The landscape for international trade has been changing dramatically in recent months, notably with the U.S. and China trade wars, Brexit deals and with the United States–Mexico–Canada Agreement. The CPTPP will alter about 13% of the world's gross domestic product, and the deal will likely continue to push China out of the steel market. While China is one of the largest producers of steel in the world, many trade deals have been drafted with intention to keep trade more local, shutting out China from the market and even introducing India as a possible contender for steel trade. NACM Economist Chris Kuehl, Ph.D., attributes this attack on Chinese steel producers to China “not playing by the rules,” citing heavily subsidized industries and possible currency manipulation.
“What [CPTPP] does is isolate China just a little bit more than they already were,” Kuehl said. “Now Europe has been dealing with the same kind of steel and aluminum restrictions on China that the U.S. has. I think it’s kind of part of a longer-term trend of shifting business away from China to get other alternatives.”
Chinese trade aside, the CPTPP also opens new facets of trade not previously available to the countries in the network. Australia, Canada, Mexico, Japan, Singapore, New Zealand, Brunei, Chile, Malaysia, Peru and Vietnam—should the last five countries agree—will all be trade partners for the first time. Opening up borders for trade allows for more opportunities within these nations, shying them away from trading with countries outside of this network.
The trade deal has even caught the attention of the U.K.—a region geographically far from the Pacific—that seeks to potentially join the agreement.
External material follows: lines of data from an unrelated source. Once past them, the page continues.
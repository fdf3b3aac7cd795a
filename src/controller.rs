use std::sync::Arc;

use tokio::sync::{mpsc, watch};
use tokio_util::sync::CancellationToken;
use tracing::{debug, warn};

use crate::action::Action;
use crate::catalog::Catalog;
use crate::projection::Projection;
use crate::types::{Page, Record};

/// Shown in place of any catalog failure; the raw error only goes to the log.
pub const LOAD_ERROR_MESSAGE: &str =
    "Failed to load heroes. Please check your internet connection.";

/// Where the list is in its fetch cycle.
#[derive(Debug, Clone, PartialEq, Eq)]
pub enum Phase {
    /// Nothing requested yet
    Idle,
    /// A fetch is in flight. The error of a previous attempt stays visible
    /// until a fetch succeeds.
    Loading { stale_error: Option<String> },
    /// Last fetch succeeded; an empty page marks the catalog as exhausted
    Loaded { exhausted: bool },
    Errored { message: String },
}

impl Phase {
    pub fn is_loading(&self) -> bool {
        matches!(self, Phase::Loading { .. })
    }

    pub fn error(&self) -> Option<&str> {
        match self {
            Phase::Loading { stale_error } => stale_error.as_deref(),
            Phase::Errored { message } => Some(message),
            Phase::Idle | Phase::Loaded { .. } => None,
        }
    }

    pub fn is_exhausted(&self) -> bool {
        matches!(self, Phase::Loaded { exhausted: true })
    }
}

#[derive(Debug)]
struct PaginationState {
    items: Vec<Record>,
    next_offset: u32,
    phase: Phase,
}

impl Default for PaginationState {
    fn default() -> Self {
        Self {
            items: Vec::new(),
            next_offset: 0,
            phase: Phase::Idle,
        }
    }
}

/// Drives incremental loading of the catalog for one list session.
///
/// Fetches run on spawned tasks and report back through `action_tx`; the
/// owner feeds those actions into [`Controller::update`] from its loop.
pub struct Controller {
    state: PaginationState,
    page_size: u32,
    catalog: Arc<dyn Catalog>,
    action_tx: mpsc::UnboundedSender<Action>,
    projection_tx: watch::Sender<Projection>,
    load_id: u64,
    attached: bool,
    disposed: bool,
    cancel: CancellationToken,
}

impl Controller {
    pub fn new(
        catalog: Arc<dyn Catalog>,
        page_size: u32,
        action_tx: mpsc::UnboundedSender<Action>,
    ) -> Self {
        let (projection_tx, _) = watch::channel(Projection::default());
        Self {
            state: PaginationState::default(),
            page_size,
            catalog,
            action_tx,
            projection_tx,
            load_id: 0,
            attached: false,
            disposed: false,
            cancel: CancellationToken::new(),
        }
    }

    pub fn update(&mut self, action: Action) {
        match action {
            Action::Attach => self.attach(),
            Action::NearEnd(index) => self.near_end(index),
            Action::Dispose => self.dispose(),
            Action::PageLoaded(page, load_id) => self.apply_page(page, load_id),
            Action::PageFailed(error, load_id) => self.apply_failure(error, load_id),
        }
    }

    /// Initial load. Only the first call has any effect.
    pub fn attach(&mut self) {
        if self.attached {
            return;
        }
        self.attached = true;
        self.load_next();
    }

    /// Request the page after the last accumulated record. No-op while a
    /// fetch is in flight or after disposal.
    pub fn load_next(&mut self) {
        if self.disposed || self.state.phase.is_loading() {
            return;
        }

        let stale_error = self.state.phase.error().map(str::to_string);
        self.state.phase = Phase::Loading { stale_error };
        self.load_id += 1;
        self.publish();
        self.spawn_fetch(self.state.next_offset, self.load_id);
    }

    /// The presentation layer reports the last visible index. Loads more when
    /// that is the final accumulated record.
    pub fn near_end(&mut self, index: usize) {
        if self.state.items.len().checked_sub(1) != Some(index) {
            return;
        }
        self.load_next();
    }

    /// Tear down the session. The in-flight fetch is abandoned and nothing
    /// reaches the projection afterwards.
    pub fn dispose(&mut self) {
        if self.disposed {
            return;
        }
        self.disposed = true;
        self.cancel.cancel();
        debug!(records = self.state.items.len(), "controller disposed");
    }

    pub fn subscribe(&self) -> watch::Receiver<Projection> {
        self.projection_tx.subscribe()
    }

    pub fn projection(&self) -> Projection {
        Projection {
            records: self.state.items.clone(),
            loading: self.state.phase.is_loading(),
            error: self.state.phase.error().map(str::to_string),
        }
    }

    pub fn items(&self) -> &[Record] {
        &self.state.items
    }

    pub fn next_offset(&self) -> u32 {
        self.state.next_offset
    }

    pub fn phase(&self) -> &Phase {
        &self.state.phase
    }

    pub fn is_loading(&self) -> bool {
        self.state.phase.is_loading()
    }

    pub fn last_error(&self) -> Option<&str> {
        self.state.phase.error()
    }

    /// Look up an accumulated record for the detail view.
    pub fn record(&self, id: u64) -> Option<&Record> {
        self.state.items.iter().find(|r| r.id == id)
    }

    fn accepts(&self, load_id: u64) -> bool {
        if self.disposed {
            debug!(load_id, "discarding result after dispose");
            return false;
        }
        if !self.state.phase.is_loading() || load_id != self.load_id {
            warn!(load_id, current = self.load_id, "discarding stale result");
            return false;
        }
        true
    }

    fn apply_page(&mut self, page: Page, load_id: u64) {
        if !self.accepts(load_id) {
            return;
        }

        let count = page.len();
        let exhausted = page.is_empty();
        self.state.items.extend(page.records);
        self.state.next_offset = self
            .state
            .next_offset
            .saturating_add(u32::try_from(count).unwrap_or(u32::MAX));
        self.state.phase = Phase::Loaded { exhausted };

        debug!(
            offset = page.offset,
            count,
            total = self.state.items.len(),
            "page applied"
        );
        self.publish();
    }

    fn apply_failure(&mut self, error: String, load_id: u64) {
        if !self.accepts(load_id) {
            return;
        }

        warn!(offset = self.state.next_offset, %error, "failed to load page");
        self.state.phase = Phase::Errored {
            message: LOAD_ERROR_MESSAGE.to_string(),
        };
        self.publish();
    }

    fn publish(&self) {
        if self.disposed {
            return;
        }
        self.projection_tx.send_replace(self.projection());
    }

    fn spawn_fetch(&self, offset: u32, load_id: u64) {
        let tx = self.action_tx.clone();
        let catalog = Arc::clone(&self.catalog);
        let limit = self.page_size;
        let cancel = self.cancel.clone();
        tokio::spawn(async move {
            tokio::select! {
                biased;
                _ = cancel.cancelled() => {
                    debug!(load_id, "fetch abandoned");
                }
                result = catalog.fetch_page(offset, limit) => {
                    let action = match result {
                        Ok(page) => Action::PageLoaded(page, load_id),
                        Err(e) => Action::failed(e, load_id),
                    };
                    tx.send(action).ok();
                }
            }
        });
    }
}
With the U.K. leaving the EU, the region is beginning to explore new trade options abroad, according to the U.K.’s Department of International Trade. With key allies Canada, Australia and New Zealand involved, the U.K. has felt more comfortable trying to enter the deal.
The CPTPP is reminiscent of the defunct Trans-Pacific Partnership, yet it eliminates the U.S. entirely from the deal. Negotiation must still take place before the two-month window closes, but the U.S. has and will likely continue to remain outside of the conversation of joining the CPTPP.
“The biggest thing is that the Trans-Pacific Partnership, which everyone thought was dead, is now back, sort of. It has most of the major players in it,” Kuehl said. “There are still those who are negotiating, but I think eventually it’ll end up being the original five [Canada, Mexico, Japan, Singapore and New Zealand] minus the U.S. and possibly now the U.K. And of course the U.S. is a critical player, so it’s not going to be as potent an organization as it might have been.”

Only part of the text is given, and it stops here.